Modern interior lighting design pays increased attention to spatial brightness appearance of illuminated spaces. However, spatial brightness is affected by spectral power distributions (SPDs) of lighting in a manner that cannot be predicted based on the traditional photometric quantities such as illuminance and luminance. Understanding the other contributing factors of lighting spectra to spatial brightness is important for improving energy efficiency of lighting in built environment, especially in indoor spaces where natural ambient illumination by daylight is lacking and electric lighting is heavily relied on.In this work, the experiments of spatial brightness comparisons were performed in a windowless room equipped with spectrum-tunable LED luminaires that delivered indirect light to observers with individually controllable parameters at the eye-level, such as photopic illuminance, cyanopic illuminance, melanopic illuminance, and correlated color temperature (CCT).
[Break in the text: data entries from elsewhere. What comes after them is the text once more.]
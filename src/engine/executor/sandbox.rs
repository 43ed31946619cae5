//! sio2jail backend
//!
//! sio2jail enforces limits itself and writes an `oiaug` report to stderr:
//!
//! ```text
//! <oiaug-code> <raw-code> <time-ms> <unused> <memory-kb> <syscalls>
//! <message>
//! ```
//!
//! Only the message decides the status; the numeric codes are kept for logging.

use anyhow::{Context, Result};
use async_trait::async_trait;
use std::path::PathBuf;
use std::process::Stdio;
use std::time::Duration;
use tracing::{debug, warn};

use super::{
    group_command, hard_time_exceeded, monitor_failure, supervise, ExecuteRequest, Executor,
    Supervision, Watch,
};
use crate::core::result::signal_name;
use crate::core::{CancelToken, ExecutionResult, JudgeError, Status};

pub const DEFAULT_SIO2JAIL_PATH: &str = "sio2jail";

/// Extra wall time granted on top of sio2jail's own real time limit
const HARD_LIMIT_GRACE_MS: u64 = 1000;

/// Executor running programs inside sio2jail
pub struct SandboxExecutor {
    sio2jail_path: PathBuf,
}

impl SandboxExecutor {
    pub fn new(sio2jail_path: impl Into<PathBuf>) -> Self {
        Self {
            sio2jail_path: sio2jail_path.into(),
        }
    }
}

/// Real time limit handed to sio2jail
fn real_time_limit_ms(time_limit_ms: u64) -> u64 {
    16 * time_limit_ms + 1000
}

/// Arguments placed before `--` and the program command
pub fn sandbox_args(time_limit_ms: u64, memory_limit_kb: u64) -> Vec<String> {
    let mut args: Vec<String> = [
        "--mount-namespace",
        "off",
        "--pid-namespace",
        "off",
        "--uts-namespace",
        "off",
        "--ipc-namespace",
        "off",
        "--net-namespace",
        "off",
        "--capability-drop",
        "off",
        "--user-namespace",
        "off",
    ]
    .iter()
    .map(|s| s.to_string())
    .collect();

    args.extend([
        "--instruction-count-limit".to_string(),
        format!("{}M", 2 * time_limit_ms),
        "--rtimelimit".to_string(),
        format!("{}ms", real_time_limit_ms(time_limit_ms)),
        "--memory-limit".to_string(),
        format!("{}K", memory_limit_kb),
        "--output-limit".to_string(),
        "51200K".to_string(),
        "--output".to_string(),
        "oiaug".to_string(),
        "--stderr".to_string(),
        "--".to_string(),
    ]);
    args
}

#[async_trait]
impl Executor for SandboxExecutor {
    fn name(&self) -> &str {
        "sio2jail"
    }

    async fn execute(&self, request: &ExecuteRequest, cancel: &CancelToken) -> Result<ExecutionResult> {
        let report_file = std::fs::File::create(&request.result_path)
            .with_context(|| format!("Failed to create {:?}", request.result_path))?;

        let mut cmd = group_command(&self.sio2jail_path, request, Stdio::from(report_file))?;
        cmd.args(sandbox_args(request.time_limit_ms, request.memory_limit_kb))
            .args(&request.command)
            .env("UNDER_SIO2JAIL", "1");

        debug!("Running {:?} under sio2jail", request.command);
        let mut child = cmd
            .spawn()
            .with_context(|| format!("Failed to spawn {:?}", self.sio2jail_path))?;

        let hard_limit_ms = request
            .hard_time_limit_ms
            .max(real_time_limit_ms(request.time_limit_ms))
            + HARD_LIMIT_GRACE_MS;
        let watch = Watch {
            hard_limit: Duration::from_millis(hard_limit_ms),
            memory_limit_kb: None,
            comm: request.executable_comm(),
        };

        match supervise(&mut child, &watch, cancel).await? {
            Supervision::Cancelled => return Err(JudgeError::Cancelled.into()),
            Supervision::HardTimeLimit { .. } => return Ok(hard_time_exceeded(request)),
            Supervision::MemoryExceeded { .. } | Supervision::Exited(_) => {}
        }

        let report = tokio::fs::read_to_string(&request.result_path)
            .await
            .unwrap_or_default();
        Ok(match parse_sandbox_report(&report) {
            Ok(report) => report.into_result(),
            Err(err) => monitor_failure(err),
        })
    }
}

/// Parsed sio2jail `oiaug` report
#[derive(Debug, Clone, PartialEq)]
pub struct SandboxReport {
    /// oiaug status code (OK, RE, TLE, MLE, RV, OLE)
    pub code: String,
    pub raw_code: i32,
    pub time_ms: i64,
    pub memory_kb: i64,
    pub syscalls: i64,
    pub message: String,
    /// Program stderr printed before the report
    pub stderr: Option<String>,
}

impl SandboxReport {
    pub fn into_result(self) -> ExecutionResult {
        let mut result = ExecutionResult::new(Status::Accepted)
            .with_time(self.time_ms)
            .with_memory(self.memory_kb);
        result.stderr = self.stderr;

        let message = self.message.as_str();
        match message {
            "ok" if self.raw_code == 0 => {}
            "ok" => {
                result.status = Status::RuntimeError;
                result.error = Some(format!("Solution exited with code {}", self.raw_code));
            }
            "time limit exceeded" => result.status = Status::TimeLimitExceeded,
            "real time limit exceeded" => {
                result.status = Status::TimeLimitExceeded;
                result.error = Some(message.to_string());
            }
            "memory limit exceeded" => {
                result.status = Status::MemoryLimitExceeded;
                result.error = Some(message.to_string());
            }
            _ if message.starts_with("intercepted forbidden syscall") => {
                result.status = Status::RuleViolation;
                result.error = Some(message.to_string());
            }
            _ if message.starts_with("process exited due to signal") => {
                result.status = Status::RuntimeError;
                match message
                    .trim_start_matches("process exited due to signal")
                    .trim()
                    .parse::<i32>()
                {
                    Ok(signal) => {
                        result.exit_signal = Some(signal);
                        result.error = Some(format!("{} ({})", message, signal_name(signal)));
                    }
                    Err(_) => result.error = Some(message.to_string()),
                }
            }
            _ => {
                warn!(
                    "Unrecognized sio2jail result: {} (code {} {})",
                    message, self.code, self.raw_code
                );
                result.status = Status::RuntimeError;
                result.error = Some(format!("Unrecognized sandbox result: {}", message));
            }
        }
        result
    }
}

/// Parse the last two lines of a sio2jail report
pub fn parse_sandbox_report(report: &str) -> Result<SandboxReport, JudgeError> {
    let failure = |message: &str| JudgeError::MonitorFailure {
        message: message.to_string(),
        raw: report.to_string(),
    };

    let lines: Vec<&str> = report.trim_end().lines().collect();
    if lines.len() < 2 {
        return Err(failure("Could not parse sio2jail output"));
    }
    let status_line = lines[lines.len() - 2];
    let message = lines[lines.len() - 1].trim().to_string();

    let fields: Vec<&str> = status_line.split_whitespace().collect();
    if fields.len() != 6 {
        return Err(failure("Could not parse sio2jail status line"));
    }
    let number = |field: &str| -> Result<i64, JudgeError> {
        field
            .parse::<i64>()
            .map_err(|_| failure("Could not parse sio2jail status line"))
    };

    let prefix = &lines[..lines.len() - 2];
    let stderr = (!prefix.is_empty()).then(|| prefix.join("\n"));

    Ok(SandboxReport {
        code: fields[0].to_string(),
        raw_code: number(fields[1])? as i32,
        time_ms: number(fields[2])?,
        memory_kb: number(fields[4])?,
        syscalls: number(fields[5])?,
        message,
        stderr,
    })
}

#[cfg(test)]
mod tests {
    use super::*;
    use std::os::unix::fs::PermissionsExt;
    use std::path::Path;
    use std::time::Instant;

    /// Fake sio2jail: skips its own options, then runs `body` in place of the jail
    fn fake_sio2jail(dir: &Path, body: &str) -> PathBuf {
        let path = dir.join("sio2jail");
        let script = format!(
            "#!/bin/sh\nwhile [ \"$1\" != \"--\" ]; do shift; done\nshift\n{}",
            body
        );
        std::fs::write(&path, script).unwrap();
        std::fs::set_permissions(&path, std::fs::Permissions::from_mode(0o755)).unwrap();
        path
    }

    fn request_in(dir: &Path) -> ExecuteRequest {
        std::fs::write(dir.join("abc1a.in"), "1 2\n").unwrap();
        ExecuteRequest::new("/bin/cat")
            .with_io(dir.join("abc1a.in"), dir.join("abc1a.out"))
            .with_result_path(dir.join("abc1a.res"))
    }

    fn result_for(report: &str) -> ExecutionResult {
        parse_sandbox_report(report).unwrap().into_result()
    }

    #[test]
    fn test_sandbox_args() {
        let args = sandbox_args(1000, 65536);
        let joined = args.join(" ");
        assert!(joined.contains("--instruction-count-limit 2000M"));
        assert!(joined.contains("--rtimelimit 17000ms"));
        assert!(joined.contains("--memory-limit 65536K"));
        assert!(joined.contains("--output-limit 51200K --output oiaug --stderr"));
        assert_eq!(args.last().map(String::as_str), Some("--"));
    }

    #[test]
    fn test_parse_ok() {
        let report = parse_sandbox_report("OK 0 123 0 4567 42\nok\n").unwrap();
        assert_eq!(report.code, "OK");
        assert_eq!(report.time_ms, 123);
        assert_eq!(report.memory_kb, 4567);
        assert_eq!(report.syscalls, 42);
        let result = report.into_result();
        assert_eq!(result.status, Status::Accepted);
        assert_eq!(result.time_ms, 123);
    }

    #[test]
    fn test_parse_limits() {
        assert_eq!(
            result_for("TLE 0 2001 0 1000 10\ntime limit exceeded\n").status,
            Status::TimeLimitExceeded
        );
        let real = result_for("TLE 0 500 0 1000 10\nreal time limit exceeded\n");
        assert_eq!(real.status, Status::TimeLimitExceeded);
        assert_eq!(real.error.as_deref(), Some("real time limit exceeded"));
        assert_eq!(
            result_for("MLE 0 10 0 70000 10\nmemory limit exceeded\n").status,
            Status::MemoryLimitExceeded
        );
    }

    #[test]
    fn test_parse_violations_and_signals() {
        let rv = result_for("RV 0 10 0 100 3\nintercepted forbidden syscall fork(57)\n");
        assert_eq!(rv.status, Status::RuleViolation);

        let sig = result_for("RE 139 10 0 100 3\nprocess exited due to signal 11\n");
        assert_eq!(sig.status, Status::RuntimeError);
        assert_eq!(sig.exit_signal, Some(11));
        assert!(sig.error.unwrap().contains("SIGSEGV"));
    }

    #[test]
    fn test_parse_unrecognized_message_keeps_it() {
        let result = result_for("RE 1 10 0 100 3\nruntime error 1\n");
        assert_eq!(result.status, Status::RuntimeError);
        assert_eq!(
            result.error.as_deref(),
            Some("Unrecognized sandbox result: runtime error 1")
        );
    }

    #[test]
    fn test_program_stderr_before_report() {
        let report = parse_sandbox_report("assertion failed\nOK 0 1 0 2 3\nok\n").unwrap();
        assert_eq!(report.stderr.as_deref(), Some("assertion failed"));
    }

    #[test]
    fn test_garbage_is_monitor_failure() {
        assert!(matches!(
            parse_sandbox_report("sio2jail: perf_event_open failed\n"),
            Err(JudgeError::MonitorFailure { .. })
        ));
        assert!(parse_sandbox_report("OK 0 x 0 2 3\nok\n").is_err());
    }

    #[tokio::test]
    async fn test_execute_reads_oiaug_report() {
        let dir = tempfile::tempdir().unwrap();
        let jail = fake_sio2jail(
            dir.path(),
            "\"$@\"\necho \"OK $? 12 0 345 7\" >&2\necho ok >&2\n",
        );
        let request = request_in(dir.path()).with_limits(1000, 65536);

        let result = SandboxExecutor::new(jail)
            .execute(&request, &CancelToken::never())
            .await
            .unwrap();
        assert_eq!(result.status, Status::Accepted);
        assert_eq!(result.time_ms, 12);
        assert_eq!(result.memory_kb, 345);
        assert_eq!(std::fs::read_to_string(&request.stdout).unwrap(), "1 2\n");
    }

    #[tokio::test]
    async fn test_execute_memory_verdict_from_report() {
        let dir = tempfile::tempdir().unwrap();
        let jail = fake_sio2jail(
            dir.path(),
            "echo 'MLE 0 40 0 70000 9' >&2\necho 'memory limit exceeded' >&2\n",
        );
        let request = request_in(dir.path()).with_limits(1000, 65536);

        let result = SandboxExecutor::new(jail)
            .execute(&request, &CancelToken::never())
            .await
            .unwrap();
        assert_eq!(result.status, Status::MemoryLimitExceeded);
        assert_eq!(result.memory_kb, 70000);
    }

    #[tokio::test]
    async fn test_hard_limit_waits_for_jail_grace() {
        let dir = tempfile::tempdir().unwrap();
        let jail = fake_sio2jail(dir.path(), "sleep 10\n");
        // 1ms gives a real time limit of 1016ms, plus the grace period
        let request = request_in(dir.path()).with_limits(1, 65536);

        let start = Instant::now();
        let result = SandboxExecutor::new(jail)
            .execute(&request, &CancelToken::never())
            .await
            .unwrap();
        let elapsed = start.elapsed();
        assert_eq!(result.status, Status::TimeLimitExceeded);
        assert!(elapsed >= Duration::from_millis(2000));
        assert!(elapsed < Duration::from_secs(8));
    }
}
A method was developed to quantitatively compare spatial brightness between lighting scenes with different SPDs. The results showed that great differences in the effectiveness of spatial brightness exist among SPDs. Both melanopic illuminance and CCT make contributions to spatial brightness, but with different intensity-dependent behaviors. Furthermore, the M/P ratio (melanopic to photopic ratio) is likely to have a clear positive correlation with spatial brightness at a fixed photopic illuminance. The results of this study could help improve energy efficiency in indoor lighting.